# Action item
Using the data beneath, show every line that includes the word "entities".

# Exercise material
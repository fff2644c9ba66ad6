//! Handlers for amenity endpoints.

use axum::{
    Json,
    extract::{Path, State},
    http::StatusCode,
};

use crate::api::dto::index::EmptyResponse;
use crate::api::extract::JsonBody;
use crate::domain::entities::{AmenityPatch, NewAmenity, Object};
use crate::error::AppError;
use crate::state::AppState;

/// Lists all amenities.
///
/// # Endpoint
///
/// `GET /amenities`
pub async fn amenity_list_handler(
    State(state): State<AppState>,
) -> Result<Json<Vec<Object>>, AppError> {
    let amenities = state.amenity_service.list_amenities().await?;

    Ok(Json(amenities.into_iter().map(Object::from).collect()))
}

/// Retrieves one amenity.
///
/// # Endpoint
///
/// `GET /amenities/{id}`
///
/// # Errors
///
/// Returns 404 if the amenity does not exist.
pub async fn get_amenity_handler(
    Path(id): Path<String>,
    State(state): State<AppState>,
) -> Result<Json<Object>, AppError> {
    let amenity = state.amenity_service.get_amenity(&id).await?;

    Ok(Json(amenity.into()))
}

/// Creates an amenity.
///
/// # Endpoint
///
/// `POST /amenities`
///
/// # Errors
///
/// Returns 400 if the body is not a JSON object or `name` is missing.
pub async fn create_amenity_handler(
    State(state): State<AppState>,
    body: JsonBody,
) -> Result<(StatusCode, Json<Object>), AppError> {
    let new_amenity = NewAmenity::try_from(&body)?;
    let amenity = state.amenity_service.create_amenity(new_amenity).await?;

    Ok((StatusCode::CREATED, Json(amenity.into())))
}

/// Updates an amenity's mutable fields.
///
/// # Endpoint
///
/// `PUT /amenities/{id}`
///
/// # Errors
///
/// Returns 400 if the body is not a JSON object or a field has the wrong type.
/// Returns 404 if the amenity does not exist.
pub async fn update_amenity_handler(
    Path(id): Path<String>,
    State(state): State<AppState>,
    body: JsonBody,
) -> Result<Json<Object>, AppError> {
    let patch = AmenityPatch::try_from(&body)?;
    let amenity = state.amenity_service.update_amenity(&id, patch).await?;

    Ok(Json(amenity.into()))
}

/// Deletes an amenity.
///
/// # Endpoint
///
/// `DELETE /amenities/{id}`
///
/// # Errors
///
/// Returns 404 if the amenity does not exist.
pub async fn delete_amenity_handler(
    Path(id): Path<String>,
    State(state): State<AppState>,
) -> Result<Json<EmptyResponse>, AppError> {
    state.amenity_service.delete_amenity(&id).await?;

    Ok(Json(EmptyResponse::default()))
}
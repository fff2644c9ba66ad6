//! Review entity, always attached to a place and written by a user.

use chrono::{DateTime, Utc};
use serde::{Deserialize, Serialize};

use super::object::{Entity, Object, ObjectKind, new_id};

/// A review left by a user on a place.
///
/// `place_id` and `user_id` reference entities that existed when the review
/// was created. Neither can be changed afterwards.
#[derive(Debug, Clone, PartialEq, Serialize, Deserialize)]
pub struct Review {
    pub id: String,
    pub created_at: DateTime<Utc>,
    pub updated_at: DateTime<Utc>,
    #[serde(default)]
    pub place_id: String,
    #[serde(default)]
    pub user_id: String,
    #[serde(default)]
    pub text: String,
}

impl Review {
    /// Creates a review for `place_id`. Callers must have checked that both
    /// the place and the author exist.
    pub fn new(place_id: impl Into<String>, new_review: NewReview) -> Self {
        let now = Utc::now();
        Self {
            id: new_id(),
            created_at: now,
            updated_at: now,
            place_id: place_id.into(),
            user_id: new_review.user_id,
            text: new_review.text,
        }
    }

    pub fn apply(&mut self, patch: ReviewPatch) {
        if let Some(text) = patch.text {
            self.text = text;
        }
        self.updated_at = Utc::now();
    }
}

/// Input data for creating a new review. The place comes from the route.
#[derive(Debug, Clone)]
pub struct NewReview {
    pub user_id: String,
    pub text: String,
}

#[derive(Debug, Clone, Default)]
pub struct ReviewPatch {
    pub text: Option<String>,
}

impl From<Review> for Object {
    fn from(review: Review) -> Self {
        Object::Review(review)
    }
}

impl Entity for Review {
    const KIND: ObjectKind = ObjectKind::Review;

    fn id(&self) -> &str {
        &self.id
    }

    fn created_at(&self) -> DateTime<Utc> {
        self.created_at
    }

    fn from_object(object: Object) -> Option<Self> {
        match object {
            Object::Review(review) => Some(review),
            _ => None,
        }
    }
}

# Reply
use crate::domain::entities::{AmenityPatch, NewAmenity, Object};
/// `place_id` and `user_id` reference entities that existed when the review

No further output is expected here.